Tuesday, April 24, 2007

I'm a busy girl today. But you can go look at more pictures from the party on Puck's blog....

And if you're wanting time with me this week, there is some left. But it's getting nibbled away, so call me soon...

Sunday, April 22, 2007

My, what a charming weekend I had.

Friday night I went to The Frontier Room with a cool pal and ate way, way too much. That place is dangerous.

And Saturday I took Jae to a party. Yes, this is the party I thought was all-boys, and boys did make up a noticeable number of the guests, but they seemed happy to have us non-boy (and non-gay) people there, too. Like the one sweet gay boy who has, just so far, let me stick needles in him - the first time anyone has ever done that, yay for cherry-popping - and zap his bits with electricity. And it's pretty early in our acquaintance. We talked about how kink itself can be a sexual orientation that occasionally supercedes the usual gender-based orientation.

Our illustrious host has, among many other things in his playroom, a cage/cell sort of thing built into one corner. It's about six by eight feet, and it's made of heavy wire mesh, rather than bars. But if you're in there, you ain't getting out unless someone lets you out. Sometimes I miss the cell at my previous dungeon, even though I rarely used it. Perhaps I'll have one put in the new place sometime.

But I got Jae in there and locked the door behind us and showed her the new toy I'd brought with me: A stun gun. You may recall I borrowed one of these for my scene with Jae at Kinkfest, and that went very well. So well that Jae bought me one of my own, sweet twisted girl that she is.

And she's not the only one. A kind and thoughtful young man- not a client, just a social pal that I know through Puck - decided he'd buy me one as well. So now I have two. Heh heh heh...

I rolled Jae around on the floor, smacking her, prodding her, and zapping her with the stun gun. It was great fun. It wasn't a lengthy scene, just enough to get us both pleasantly endorphin-stoned. I try not to bruise Jae all up unless she's planned for that to happen. See, I am so considerate of my bottoms.

But Jae is never one to quit while she's ahead.



She wound up back in the cage with Candy, who is an accomplished trampler. I think there's something about having legs that long that makes you just need to walk on people.

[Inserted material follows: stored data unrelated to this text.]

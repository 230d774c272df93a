//! Leptos components for the landing page.
//!
//! # Component Hierarchy
//!
//! ```text
//! LandingView
//! └── div (centered container)
//!     ├── img (logo)
//!     ├── h1  (heading)
//!     └── p   (tagline)
//! ```
//!
//! [`LandingView`] is the only public component. [`render_node`] turns any
//! [`crate::types::VisualNode`] into a view, so the markup always mirrors the
//! tree returned by [`crate::content::landing_tree`].

mod landing;
mod node;

pub use landing::LandingView;
pub use node::render_node;
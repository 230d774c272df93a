//! Browser console output

use wasm_bindgen::JsValue;

const BANNER_STYLE: &str = "color: #4f8cff; font-family: monospace; font-weight: bold;";

/// One-line banner naming the page and build version.
pub fn banner() -> String {
    format!("Verum Omnis Frontend v{}", env!("CARGO_PKG_VERSION"))
}

/// Print the banner to the browser console.
pub fn announce() {
    if web_sys::window().is_some() {
        web_sys::console::log_2(
            &JsValue::from_str(&format!("%c{}", banner())),
            &JsValue::from_str(BANNER_STYLE),
        );
    }
}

And look how happy it makes her. Jae was happy, too. Really! And I was taking pictures of it, so that made me happy.

Afterwards, the four of us went home and made pancakes. As I said, a charming weekend.

Addendum: As an experiment, I took some video clips at the party. They are both very low-light, so the results aren't great. But, if you want to see them, here's one of me zapping Jae's inner thigh with the stun gun. (Photobucket link.) This wasn't in the cage, it was later. At first, she's holding the camera, and then after she starts thrashing around I take it away from her, so it's a little confusing. Plus I'm holding the camera wrong because I always think I should be able to shoot video in portrait mode. Whoops.
The second one is Candy stepping on Jae, which I was shooting through the mesh. There's some background noise, and it's pretty dark, but still kinda fun.
They're both about thirty seconds long, and they have sound.

Saturday, April 21, 2007


I don’t usually blog on weekends, but Rachel Kramer Bussel is promoting her two new books, She's on Top: Erotic Stories of Female Dominance and Male Submission and He's on Top: Erotic Stories of Male Dominance and Female Submission, by doing a virtual book tour. She asked me to participate, and today is my day, so I’m making an exception…

From She's On Top, here’s an excerpt a story about a professional dominatrix, called “The Mistress Meets Her Match”, by Kristina Wright.

If you’ve never squeezed a man’s balls in your hand and seen the terror in his eyes, you haven’t known power. If you’ve never cracked a whip and watched a man flinch, you haven’t known anticipation. And if you’ve never had a man grovel at your feet, you haven’t known what it means to be a bitch goddess. These men who come to me, hearts pounding, cocks hard, they know who I am, they know what they want. Because I am a benevolent bitch goddess, I usually give them what they want, but not before they suffer.

The story goes on to detail how the dominatrix meets a man who can be all things to her: submissive, lover, and occasionally, the boss in bed. It’s hot, I recommend it!

I snagged these Technorati tags/Blogger.com tags from Viviane, over at Sex Carnival. So thanks, Viviane!

Friday, April 20, 2007

Many of you have written to say how much you liked the latest poly column. I'm pleased to hear it. If you'd like to hear more from me and my opinions about poly, you can listen to me on Cunning Minx's podcast, Polyamory Weekly.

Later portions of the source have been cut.